Олег Бажанов - На изломе
– Садись, – предложил, передумав выходить, Александр.
Сергей снова занял освободившееся место правого летчика. Оглядев внимательно приборы, он без всякой надежды произнес:
– Из всего, что здесь «наворочено», я разбираюсь только в пулемете.
– Это с первого взгляда все кажется сложным, – стал объяснять ему Иванов, – но приборы распределены по группам: двигатели, трансмиссия, масляная система, топливная система, противопожарная система, гидравлическая система. И приборы для пилотирования: высотомер, указатель скорости, авиагоризонт и ряд вспомогательных приборов.
– А это что? – Сергей указал на блок со множеством табло над головой.
– Это противообледенительная система.
– А где включается оружие?
Иванов показал на блок вооружения.
– А вот это, – он похлопал рукой по металлической коробке посередине кабины, – автопилот.
– Вертолет сам, что ли, может летать? – не поверил Сергей.
– На каком-то этапе полета – может, – подтвердил Иванов. – Автопилот работает по четырем каналам: направлению, крену, тангажу и высоте. В полете, в зависимости от варианта включения, он может выдерживать или один параметр, или сразу все четыре.
– Ни хрена себе! – выразил восхищение Сергей. – А тогда чего ж он у меня завалился?
– Здесь двойной режим управления, – продолжал объяснять Иванов, – канал от ручки управления – главный. А ты начал резко ею работать. Вертолет, он как женщина, любит мягкое и плавное управление.
– Ну, это – смотря какая женщина, – возразил спецназовец.
Они с Сергеем еще долго сидели в кабине, пока спецназовца не позвал Быстров. Иванов вышел следом. Группа встречающих разделилась на две: под охраной автоматчиков шестеро связанных сидели отдельно от основной группы. Быстров с Сергеем подошли к сидящим, и майор заговорил с ними на каком-то арабском языке. Было похоже, что и Сергею знаком этот язык. Пленные им что-то отвечали.
Солнце стояло в зените, и спрятаться от его палящих лучей было негде. Ващенко и Мельничук устроились в тени под хвостом вертолета. Иванов подошел к ним.
– Иностранцы, – Ващенка посмотрел в сторону пленных. – Арабы какие-нибудь или афганцы.
– Не сиделось им дома, – проворчал Мельничук. – Поналезло сюда гадов. Воюй теперь с ними. Пообрезать бы им яйца, как они нашим, и отправить домой.
– Яйца? – уточнил Ващенка.
– Можно со всем остальным, – без улыбки уточнил Мельничук.
Поговорив с пленными около пяти минут, Быстров подошел к экипажу и устроился рядом с Ивановым в тени вертолета. Немного помолчав, он спросил:
– Саня, пострелять хочешь?
– В кого?
– В этих, – Быстров кивнул головой в сторону пленных.
Иванову пришла на память толстая медсестра Нина из моздокского госпиталя с вопросом «Вы в людей стреляли?». У Иванова никогда не появлялось такого желания.

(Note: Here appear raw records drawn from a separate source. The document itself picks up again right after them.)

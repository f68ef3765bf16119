//! Agent motion and health state machine

use rand::Rng;

use crate::core::types::Vec2;
use crate::entity::health::{HealthState, Transition};
use crate::world::World;

/// Grid cell coordinates `(column, row)`
pub type CellCoord = (usize, usize);

/// Timing of hotspot trips
#[derive(Debug, Clone, Copy, PartialEq)]
pub struct TeleportSchedule {
    pub chance: f64,
    pub cooldown: u32,
    pub back_cooldown: u32,
}

#[derive(Debug, Clone, Copy, PartialEq, Eq)]
pub enum TeleportPhase {
    AtLarge,
    Teleported,
}

/// Per-agent parameters fixed at creation
#[derive(Debug, Clone, Copy, PartialEq)]
pub struct AgentTraits {
    pub speed: f64,
    pub angular_volatility: f64,
    /// Infection age (ticks) at which the agent recovers
    pub recovery_threshold: f64,
    pub death_risk_per_tick: f64,
    pub vaccination_chance_per_tick: f64,
    /// `None` for agents that never visit the hotspot
    pub teleport: Option<TeleportSchedule>,
}

#[derive(Debug, Clone)]
struct TeleportState {
    schedule: TeleportSchedule,
    phase: TeleportPhase,
    ticks_in_phase: u32,
    origin_before_teleport: Vec2,
}

/// One simulated individual
#[derive(Debug, Clone)]
pub struct Agent {
    position: Vec2,
    /// Radians
    heading: f64,
    speed: f64,
    angular_volatility: f64,
    health: HealthState,
    infection_age: u32,
    recovery_threshold: f64,
    death_risk_per_tick: f64,
    vaccination_chance_per_tick: f64,
    secondary_infections: u32,
    teleport: Option<TeleportState>,
    /// Cell recorded by the spatial grid on insertion, `None` when absent
    pub(crate) grid_cell: Option<CellCoord>,
}

impl Agent {
    pub fn new(position: Vec2, heading: f64, health: HealthState, traits: &AgentTraits) -> Self {
        Self {
            position,
            heading,
            speed: traits.speed,
            angular_volatility: traits.angular_volatility,
            health,
            infection_age: 0,
            recovery_threshold: traits.recovery_threshold.max(1.0),
            death_risk_per_tick: traits.death_risk_per_tick,
            vaccination_chance_per_tick: traits.vaccination_chance_per_tick,
            secondary_infections: 0,
            teleport: traits.teleport.map(|schedule| TeleportState {
                schedule,
                phase: TeleportPhase::AtLarge,
                ticks_in_phase: 0,
                origin_before_teleport: position,
            }),
            grid_cell: None,
        }
    }

    #[inline]
    pub fn position(&self) -> Vec2 {
        self.position
    }

    #[inline]
    pub fn heading(&self) -> f64 {
        self.heading
    }

    #[inline]
    pub fn health(&self) -> HealthState {
        self.health
    }

    pub fn infection_age(&self) -> u32 {
        self.infection_age
    }

    pub fn recovery_threshold(&self) -> f64 {
        self.recovery_threshold
    }

    pub fn secondary_infections(&self) -> u32 {
        self.secondary_infections
    }

    pub fn teleport_phase(&self) -> Option<TeleportPhase> {
        self.teleport.as_ref().map(|t| t.phase)
    }

    pub fn grid_cell(&self) -> Option<CellCoord> {
        self.grid_cell
    }

    #[cfg(test)]
    pub(crate) fn set_position(&mut self, position: Vec2) {
        self.position = position;
    }

    pub(crate) fn set_health(&mut self, health: HealthState) {
        debug_assert!(
            self.health == health || self.health.can_become(health),
            "illegal transition {} -> {}",
            self.health,
            health
        );
        self.health = health;
    }

    pub(crate) fn record_secondary_infection(&mut self) {
        self.secondary_infections += 1;
    }

    /// Hand over the secondary-infection tally and reset it
    pub(crate) fn take_secondary_infections(&mut self) -> u32 {
        std::mem::take(&mut self.secondary_infections)
    }

    /// Advance motion and health by one tick
    ///
    /// Dead agents do not move. Returns the terminal transition taken this
    /// tick, if any; the agent's own health is already updated.
    pub fn step<R: Rng + ?Sized>(&mut self, world: &World, rng: &mut R) -> Option<Transition> {
        if self.health == HealthState::Dead {
            return None;
        }

        self.step_teleport(world, rng);
        self.advance(world);
        self.perturb_heading(rng);

        match self.health {
            HealthState::Infected => {
                self.infection_age += 1;
                if rng.gen::<f64>() < self.death_risk_per_tick {
                    self.health = HealthState::Dead;
                    Some(Transition::Died)
                } else if self.infection_age as f64 >= self.recovery_threshold {
                    self.health = HealthState::Recovered;
                    Some(Transition::Recovered)
                } else {
                    None
                }
            }
            HealthState::Susceptible => {
                if rng.gen::<f64>() < self.vaccination_chance_per_tick {
                    self.health = HealthState::Vaccinated;
                    Some(Transition::Vaccinated)
                } else {
                    None
                }
            }
            _ => None,
        }
    }

    fn step_teleport<R: Rng + ?Sized>(&mut self, world: &World, rng: &mut R) {
        let (Some(state), Some(hotspot)) = (self.teleport.as_mut(), world.hotspot()) else {
            return;
        };

        match state.phase {
            TeleportPhase::AtLarge => {
                // The chance is rolled every tick, cooldown or not
                let roll = rng.gen::<f64>();
                if roll < state.schedule.chance && state.ticks_in_phase >= state.schedule.cooldown {
                    state.origin_before_teleport = self.position;
                    self.position = hotspot.sample_point(rng);
                    state.ticks_in_phase = 0;
                    state.phase = TeleportPhase::Teleported;
                } else {
                    state.ticks_in_phase += 1;
                }
            }
            TeleportPhase::Teleported => {
                if state.ticks_in_phase >= state.schedule.back_cooldown {
                    self.position = state.origin_before_teleport;
                    state.ticks_in_phase = 0;
                    state.phase = TeleportPhase::AtLarge;
                } else {
                    state.ticks_in_phase += 1;
                }
            }
        }
    }

    /// Step forward and bounce off the walls
    fn advance(&mut self, world: &World) {
        self.position = self.position + Vec2::from_angle(self.heading) * self.speed;

        let (w, h) = (world.width(), world.height());
        let outside = self.position.x < 0.0
            || self.position.x > w
            || self.position.y < 0.0
            || self.position.y > h;
        if outside {
            self.heading += std::f64::consts::PI;
            self.position.x = self.position.x.clamp(0.0, w);
            self.position.y = self.position.y.clamp(0.0, h);
        }
    }

    fn perturb_heading<R: Rng + ?Sized>(&mut self, rng: &mut R) {
        let sign = if rng.gen_bool(0.5) { 1.0 } else { -1.0 };
        self.heading += sign * rng.gen::<f64>() * self.angular_volatility;
    }
}
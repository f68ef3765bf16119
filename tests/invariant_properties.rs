//! Property tests for the invariants that must hold after every tick

use epidemic_sim::core::config::HotspotConfig;
use epidemic_sim::core::types::{AgentId, Vec2};
use epidemic_sim::entity::{Agent, AgentTraits, HealthState};
use epidemic_sim::simulation::Simulation;
use epidemic_sim::spatial::SpatialGrid;
use epidemic_sim::SimulationConfig;
use proptest::prelude::*;

fn arb_config() -> impl Strategy<Value = SimulationConfig> {
    (
        any::<u64>(),
        5usize..120,
        0.0f64..=1.0,
        0.0f64..=0.3,
        0.0f64..=0.05,
        prop_oneof![Just(0.0), 0.05f64..1.0, 1.0f64..4.0],
        any::<bool>(),
    )
        .prop_map(
            |(seed, n, infection, death, vaccination, rate, hotspot)| {
                let mut config = SimulationConfig {
                    seed,
                    population_size: n,
                    infection_probability: infection,
                    death_risk_per_tick: death,
                    vaccination_chance_per_tick: vaccination,
                    vaccination_rate: rate,
                    // Short infections so recoveries happen within the run
                    recovery: epidemic_sim::core::config::RecoveryConfig {
                        mean: 15.0,
                        std_dev: 5.0,
                    },
                    initial_infected_fraction: 0.2,
                    max_ticks: Some(60),
                    report_every: 0,
                    ..Default::default()
                };
                if hotspot {
                    config.teleport.chance = 0.2;
                    config.teleport.cooldown = 2;
                    config.teleport.back_cooldown = 3;
                    config.world.hotspot = Some(HotspotConfig::classic());
                }
                config
            },
        )
}

proptest! {
    #![proptest_config(ProptestConfig::with_cases(48))]

    #[test]
    fn prop_tick_invariants(config in arb_config()) {
        let mut sim = Simulation::new(config).unwrap();
        let n = sim.population().len();
        let mut previous: Vec<HealthState> =
            sim.population().agents().iter().map(Agent::health).collect();

        for _ in 0..60 {
            sim.step();
            let pop = sim.population();

            // Counters, partitions and grid agree
            prop_assert!(pop.check_invariants().is_ok(), "{:?}", pop.check_invariants());
            prop_assert_eq!(pop.counts().total() as usize, n);
            let mut in_grid: Vec<AgentId> = pop.grid().iter().collect();
            let mut infected = pop.infected().to_vec();
            in_grid.sort();
            infected.sort();
            prop_assert_eq!(in_grid, infected);

            let world = pop.world();
            for (i, agent) in pop.agents().iter().enumerate() {
                let pos = agent.position();
                prop_assert!(pos.x >= 0.0 && pos.x <= world.width(), "x out of bounds: {:?}", pos);
                prop_assert!(pos.y >= 0.0 && pos.y <= world.height(), "y out of bounds: {:?}", pos);

                let before = previous[i];
                let now = agent.health();
                if before.is_terminal() {
                    prop_assert_eq!(before, now);
                } else if before != now {
                    // Susceptible may pass through Infected within one tick
                    let direct = before.can_become(now);
                    let via_infection = before == HealthState::Susceptible
                        && HealthState::Infected.can_become(now);
                    prop_assert!(direct || via_infection, "{} -> {}", before, now);
                }
                previous[i] = now;
            }
        }
    }

    #[test]
    fn prop_reinsert_is_idempotent(
        positions in prop::collection::vec((0.0f64..=100.0, 0.0f64..=80.0), 1..40),
        infected_mask in prop::collection::vec(any::<bool>(), 40),
        cell_size in 3.0f64..30.0,
    ) {
        let traits = AgentTraits {
            speed: 0.0,
            angular_volatility: 0.0,
            recovery_threshold: 10.0,
            death_risk_per_tick: 0.0,
            vaccination_chance_per_tick: 0.0,
            teleport: None,
        };
        let mut agents: Vec<Agent> = positions
            .iter()
            .zip(&infected_mask)
            .map(|(&(x, y), &sick)| {
                let health = if sick { HealthState::Infected } else { HealthState::Susceptible };
                Agent::new(Vec2::new(x, y), 0.0, health, &traits)
            })
            .collect();

        let mut once = SpatialGrid::new(100.0, 80.0, cell_size);
        let mut twice = SpatialGrid::new(100.0, 80.0, cell_size);
        let mut agents_twice = agents.clone();

        for (i, agent) in agents.iter_mut().enumerate() {
            once.reinsert_if_still_infected(AgentId(i as u32), agent);
        }
        for (i, agent) in agents_twice.iter_mut().enumerate() {
            let id = AgentId(i as u32);
            let first = twice.reinsert_if_still_infected(id, agent);
            let second = twice.reinsert_if_still_infected(id, agent);
            prop_assert_eq!(first, second);
        }

        prop_assert_eq!(once.len(), twice.len());
        let (w, h) = once.dimensions();
        for x in 0..w {
            for y in 0..h {
                prop_assert_eq!(once.cell((x, y)), twice.cell((x, y)));
            }
        }
        for (a, b) in agents.iter().zip(&agents_twice) {
            prop_assert_eq!(a.grid_cell(), b.grid_cell());
        }
    }

    #[test]
    fn prop_neighbor_query_matches_brute_force(
        positions in prop::collection::vec((0.0f64..=100.0, 0.0f64..=100.0), 1..60),
        probe in (0.0f64..=100.0, 0.0f64..=100.0),
        radius in 2.0f64..25.0,
    ) {
        let traits = AgentTraits {
            speed: 0.0,
            angular_volatility: 0.0,
            recovery_threshold: 10.0,
            death_risk_per_tick: 0.0,
            vaccination_chance_per_tick: 0.0,
            teleport: None,
        };
        let mut agents: Vec<Agent> = positions
            .iter()
            .map(|&(x, y)| Agent::new(Vec2::new(x, y), 0.0, HealthState::Infected, &traits))
            .collect();
        let mut grid = SpatialGrid::new(100.0, 100.0, radius);
        for (i, agent) in agents.iter_mut().enumerate() {
            grid.insert(AgentId(i as u32), agent);
        }

        let point = Vec2::new(probe.0, probe.1);
        let mut found = grid.neighbors_within(point, radius, &agents);
        found.sort();
        let expected: Vec<AgentId> = agents
            .iter()
            .enumerate()
            .filter(|(_, a)| a.position().distance(&point) < radius)
            .map(|(i, _)| AgentId(i as u32))
            .collect();
        prop_assert_eq!(found, expected);
    }
}
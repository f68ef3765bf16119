//! Driving loop: tick, record, repeat until the epidemic dies out

use serde::Serialize;

use crate::core::config::SimulationConfig;
use crate::core::error::Result;
use crate::core::types::{AgentId, Tick, Vec2};
use crate::entity::{HealthCounts, HealthState};
use crate::simulation::engine::{SimulationEngine, TickReport};
use crate::simulation::population::{AgentView, Population};
use crate::simulation::stats::StatsRecorder;

/// Outcome of a finished run
#[derive(Debug, Clone, Serialize)]
pub struct RunSummary {
    pub ticks: Tick,
    pub final_counts: HealthCounts,
    pub peak_infected: u32,
    pub peak_tick: Tick,
    pub immunity: f64,
    pub latest_r0: Option<f64>,
    /// False when `max_ticks` stopped the run first
    pub terminated: bool,
}

/// Population, engine and recorder wired together for one run
pub struct Simulation {
    config: SimulationConfig,
    population: Population,
    engine: SimulationEngine,
    stats: StatsRecorder,
}

impl Simulation {
    /// Validate the config and seed the population from `config.seed`
    pub fn new(config: SimulationConfig) -> Result<Self> {
        let mut engine = SimulationEngine::new(&config)?;
        let population = Population::new(&config, engine.rng_mut())?;
        Ok(Self::from_parts(config, population, engine))
    }

    /// Run over a hand-built population
    pub fn from_parts(
        config: SimulationConfig,
        population: Population,
        engine: SimulationEngine,
    ) -> Self {
        let stats = StatsRecorder::new(config.infected_floor);
        Self {
            config,
            population,
            engine,
            stats,
        }
    }

    /// One tick followed by one recorded snapshot
    pub fn step(&mut self) -> TickReport {
        let report = self.engine.tick(&mut self.population);
        self.stats.record(&self.population);

        let every = self.config.report_every;
        if every > 0 && self.engine.tick_counter() % every == 0 {
            tracing::info!(
                "Tick {}: {}",
                self.engine.tick_counter(),
                summary_line(&self.population.counts())
            );
        }
        report
    }

    /// Step until the recorder reports termination or `max_ticks` is hit
    pub fn run(&mut self) -> RunSummary {
        while !self.is_finished() {
            self.step();
        }
        let summary = self.summary();
        tracing::info!(
            "Run finished after {} ticks: {}",
            summary.ticks,
            summary_line(&summary.final_counts)
        );
        summary
    }

    pub fn is_finished(&self) -> bool {
        self.stats.is_terminated()
            || self
                .config
                .max_ticks
                .is_some_and(|max| self.engine.tick_counter() >= max)
    }

    pub fn summary(&self) -> RunSummary {
        let final_counts = self.population.counts();
        let (peak_tick, peak_infected) = self
            .stats
            .peak_infected()
            .map(|(i, v)| (i as Tick + 1, v))
            .unwrap_or((0, final_counts.infected));
        RunSummary {
            ticks: self.engine.tick_counter(),
            final_counts,
            peak_infected,
            peak_tick,
            immunity: final_counts.immunity(),
            latest_r0: self.engine.latest_r0(),
            terminated: self.stats.is_terminated(),
        }
    }

    /// Drop a new agent into the running simulation
    pub fn add_agent(&mut self, position: Vec2, health: HealthState) -> Result<AgentId> {
        self.population
            .add_agent(position, health, self.engine.rng_mut())
    }

    pub fn config(&self) -> &SimulationConfig {
        &self.config
    }

    pub fn population(&self) -> &Population {
        &self.population
    }

    pub fn engine(&self) -> &SimulationEngine {
        &self.engine
    }

    pub fn stats(&self) -> &StatsRecorder {
        &self.stats
    }

    pub fn counts(&self) -> HealthCounts {
        self.population.counts()
    }

    pub fn agents_snapshot(&self) -> Vec<AgentView> {
        self.population.agents_snapshot()
    }

    pub fn latest_r0(&self) -> Option<f64> {
        self.engine.latest_r0()
    }
}

fn summary_line(counts: &HealthCounts) -> String {
    counts
        .iter()
        .map(|(state, n)| format!("{}={}", state, n))
        .collect::<Vec<_>>()
        .join(" ")
}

– Мы сейчас четверых из этой компании, – Быстров снова показал взглядом в сторону связанных пленных, – в расход спишем – балласт. Нет желания поучаствовать?
Иванов, жуя травинку и щурясь на солнце, мотнул головой.
– Как хочешь, – вздохнув, пожал плечами Быстров.
– А мне можно? – неожиданно встрял в разговор Мельничук.
– Если командир не против, – Быстров посмотрел на Иванова.
– Пусть идет, – безразлично ответил Иванов. Но перед этим пристально посмотрел на Мельничука.
Ваня послушно побежал за Быстровым. Тот подал сигнал Сергею, стоящему возле пленных, Сергей пнул одного из них в бок грязным ботинком и что-то коротко произнес. Пленный поднялся с трудом, так как руки были связаны за спиной. Сергей не стал снимать с его глаз повязку, а, схватив за волосы, повел того мимо стоящего вертолета. Там, метрах в двадцати, их уже поджидали Быстров с Мельничуком. Быстров что-то сказал, и пленный безропотно лег на землю, лицом вниз. Быстров неторопливо достал из кобуры пистолет, привинтил к стволу глушитель, дослал в ствол патрон и, почти не целясь, выстрелил лежащему в голову. Экипажу был слышен только слабый хлопок, будто кто-то стукнул палкой по матрасу. Так стреляет пистолет с глушителем. Человек на земле даже не дернулся. Сергей пошел за вторым. Второго обреченного он привел так же, держа за волосы. Быстров приказал и ему лечь, и наемник лег рядом с убитым. Быстров передал свой пистолет Мельничуку Иван, видимо, боясь промазать, наклонился над жертвой и выстрелил в упор. Сергей уже вел третьего. Тот упирался, видимо, понимая, что его ждет, что-то, торопясь, говорил на своем языке, скорее всего, о чем-то просил. На вид этому парню Иванов не дал бы и тридцати, и он был похож на араба. Иванов подумал, что глупо умирать в таком возрасте, когда почти вся жизнь еще впереди. Но наемники сами выбрали для себя такую судьбу.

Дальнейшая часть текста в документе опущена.